I am currently renting out my condo. If I move back in within the 5 year period of moving out I avoid the Capital Gains tax.

What Im wondering is: how long I have to keep living there before I can move out and rent it out again?

Or is it 5 years total? (and not necessarily 5 consecutive years?)

thanks for any info!

Faline


----------



## AltaRed (Jun 8, 2009)

This has been addressed in other threads. In Canada, for the entire time the unit is NOT a principal residence, capital gains (or losses) accrue and must be paid when the title changes hands (e.g. sold). In other words, you have to know the Fair Market Value of the condo on the date you rented it out, obtain another FMV when you move back in to declare it a principal residence, and the difference will be the cap gains (or losses) you have to declare when you sell. CRA generally requires that FMW be established through a qualified/certified appraiser but might consider municipal tax assessment values if no appraisal exists. Realtor estimates do not count.

There is no free lunch on avoiding cap gains taxes. Where did you obtain your 5 year idea?


----------



## faline (Feb 10, 2011)

I've read that you can declare a home your principle residence for 4+1 years if it was your principle residence but then move out and rent it out. (and not declare any new home as principle residence)

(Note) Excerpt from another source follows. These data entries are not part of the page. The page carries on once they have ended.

//! Scripted IRC network.
//!
//! Binds to an ephemeral port, plaintext or TLS. Each accepted connection
//! is a FakeSession the test drives line by line.

use std::time::Duration;
use tokio::io::{
    AsyncBufReadExt, AsyncRead, AsyncWrite, AsyncWriteExt, BufReader, ReadHalf, WriteHalf,
};
use tokio::net::{TcpListener, TcpStream};
use tokio::time::timeout;
use tokio_rustls::TlsAcceptor;

use super::tls::self_signed_acceptor;

const RECV_TIMEOUT: Duration = Duration::from_secs(5);

/// Either side of a plain or TLS session.
trait SessionIo: AsyncRead + AsyncWrite + Unpin + Send {}
impl<T: AsyncRead + AsyncWrite + Unpin + Send> SessionIo for T {}

type BoxedIo = Box<dyn SessionIo>;

/// A listening fake network.
pub struct FakeNetwork {
    listener: TcpListener,
    address: String,
    acceptor: Option<TlsAcceptor>,
}

impl FakeNetwork {
    pub async fn bind() -> anyhow::Result<Self> {
        let listener = TcpListener::bind("127.0.0.1:0").await?;
        let address = listener.local_addr()?.to_string();
        Ok(Self {
            listener,
            address,
            acceptor: None,
        })
    }

    /// A network that speaks TLS with a self-signed certificate.
    pub async fn bind_tls() -> anyhow::Result<Self> {
        let mut network = Self::bind().await?;
        network.acceptor = Some(self_signed_acceptor()?);
        Ok(network)
    }

    /// `127.0.0.1:<port>`, the key the gateway uses for this network.
    pub fn address(&self) -> &str {
        &self.address
    }

    /// Accept the next gateway connection, running the TLS handshake on
    /// TLS networks.
    pub async fn accept(&self) -> anyhow::Result<FakeSession> {
        let stream = self.accept_tcp().await?;
        let io: BoxedIo = match &self.acceptor {
            Some(acceptor) => Box::new(timeout(RECV_TIMEOUT, acceptor.accept(stream)).await??),
            None => Box::new(stream),
        };
        let (read_half, write_half) = tokio::io::split(io);
        Ok(FakeSession {
            reader: BufReader::new(read_half),
            writer: write_half,
        })
    }

    /// Accept the next connection without any session handling.
    pub async fn accept_tcp(&self) -> anyhow::Result<TcpStream> {
        let (stream, _) = timeout(RECV_TIMEOUT, self.listener.accept()).await??;
        Ok(stream)
    }

    /// Assert nobody dials this network within `dur`.
    pub async fn expect_no_dial(&self, dur: Duration) -> anyhow::Result<()> {
        match timeout(dur, self.listener.accept()).await {
            Err(_) => Ok(()),
            Ok(_) => anyhow::bail!("unexpected second connection to {}", self.address),
        }
    }
}

/// The server side of one gateway connection.
pub struct FakeSession {
    reader: BufReader<ReadHalf<BoxedIo>>,
    writer: WriteHalf<BoxedIo>,
}

impl FakeSession {
    /// Send one line, CRLF-terminated.
    pub async fn send_line(&mut self, line: &str) -> anyhow::Result<()> {
        self.send_bytes(line.as_bytes()).await?;
        self.send_bytes(b"\r\n").await
    }

    /// Send raw bytes as-is.
    pub async fn send_bytes(&mut self, bytes: &[u8]) -> anyhow::Result<()> {
        self.writer.write_all(bytes).await?;
        self.writer.flush().await?;
        Ok(())
    }

    /// Receive one line from the gateway, terminator stripped.
    pub async fn recv_line(&mut self) -> anyhow::Result<String> {
        let mut line = String::new();
        let n = timeout(RECV_TIMEOUT, self.reader.read_line(&mut line)).await??;
        if n == 0 {
            anyhow::bail!("gateway closed the connection");
        }
        Ok(line.trim_end_matches(['\r', '\n']).to_string())
    }

    /// Assert the gateway sends nothing within `dur`.
    pub async fn expect_silence(&mut self, dur: Duration) -> anyhow::Result<()> {
        let mut line = String::new();
        match timeout(dur, self.reader.read_line(&mut line)).await {
            Err(_) => Ok(()),
            Ok(Ok(0)) => anyhow::bail!("gateway closed the connection"),
            Ok(Ok(_)) => anyhow::bail!("unexpected line from gateway: {:?}", line.trim_end()),
            Ok(Err(e)) => Err(e.into()),
        }
    }

    /// Wait for the gateway to close its side.
    pub async fn expect_eof(&mut self) -> anyhow::Result<()> {
        let mut line = String::new();
        let n = timeout(RECV_TIMEOUT, self.reader.read_line(&mut line)).await??;
        anyhow::ensure!(n == 0, "expected EOF, got {:?}", line.trim_end());
        Ok(())
    }

    /// Hang up.
    pub async fn close(mut self) {
        let _ = self.writer.shutdown().await;
    }
}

I'm wondering if that is a one-shot deal, or if I can move back in for a while and then rent it out again and declare it my principle residence for another 4+1 years at some point down the line.


----------



## P_I (Dec 2, 2011)

CRA has pretty complete coverage of the topic, Principal residence and other real estate. The change of use information is covered in Changing all your principal residence to a rental or business property and it mentions a *four year limit*, than can be extended under specific conditions.


CRA said:


> While your election is in effect, you can designate the property as your principal residence for up to four years, even if you do not use your property as your principal residence. However, you can only do this if you do not designate any other property as your principal residence for this time.
> 
> You can extend the four year limit indefinitely if all of the following conditions are met:
> 
> ...


----------



## Spudd (Oct 11, 2011)

So are you currently renting somewhere else to live? If you own wherever you live now, then you lose the principle residence status on one of the homes.


----------



## faline (Feb 10, 2011)

thanks very much for taking the time to response. I had read the list of ways to extend the 4 years previously. What I am wondering is if I move back in to the house for a while, and then move out again... whether that be in one year or 20 years... If I can re-start the 4 years of renting it out while still claiming it my primary residence.

Yes, I'm currently renting somewhere else. I have not claimed principle residence anywhere else. I am only 3 years outside my principle residence and trying to plan the future.

thanks again


----------